Today I still know a lot of people who smoke weed and manage to be happy and successful. But I also know people who are not. I have this one friend I’ll call Ben. Him and I were very close and I liked Ben because he was funny. But slowly he became the kind of guy who couldn’t start the day without a cone, and he stopped being funny. Worse than that, Ben’s ability to hold a conversation went down the toilet and he just wanted to talk about the same boring shit all the time: how cops are dickheads, how corporations are evil, how all pharmaceuticals are evil, and how all illegal drugs are misunderstood elixirs with magical healing properties.

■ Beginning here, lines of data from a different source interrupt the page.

//! Column-run summation

use crate::excel::{CellRange, Sheet};

/// Sum the vertical run that starts at `range.start`.
///
/// The run ends at the first row without a cell object, or after the range's
/// last row when the range is bounded. Present-but-empty cells, text, booleans
/// and error values count as zero. Formula cells contribute their cached
/// numeric result.
pub fn sum_column_run(sheet: &Sheet, range: CellRange) -> f64 {
    let last_row = range.last_row().unwrap_or(u32::MAX);
    let mut total = 0.0;
    let mut at = range.start;

    while at.row <= last_row {
        let Some(cell) = sheet.cell(at) else {
            break;
        };
        if let Some(n) = cell.value.as_f64() {
            total += n;
        }
        if at.row == u32::MAX {
            break;
        }
        at = at.down(1);
    }

    total
}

Ben doesn’t seem happy. But once, when I gently suggested he rein in his bong habit, he gave me all the same nonsense I used to espouse: weed is natural, weed is demonised by the government blah, blah, blah.
It’s true that weed is natural, but then so is asbestos. Being natural doesn’t mean shit. And I’d wager that on a long enough time scale, anyone with enough weed can discover their propensity for mental illness. There’s an increasing amount of data suggesting that’s true, and while this article isn’t the place for a dissection of the medical literature, I’d recommend this 2019 article by Malcolm Gladwell as a starting point.
The point of all this isn’t to say weed is evil. It’s not even inherently bad, but it can be, and it was for me. So if you ever find yourself wondering, do I actually, really enjoy this feeling?, take note. Don’t do it unless you love it. And if you do, maybe try a week without weed anyway, just to double check.
I enjoy parties these days and crowds no longer make me anxious. In fact, just the idea of getting stoned now makes me nervous. Remembering that feeling of being trapped inside my own head, I don’t miss it. Life is better without weed and I wish I’d realised that earlier. If I had, I might have skipped 15 years of wasted afternoons, terrifying parties, and a whole lot of wondering what people think of me as a twisted form of entertainment.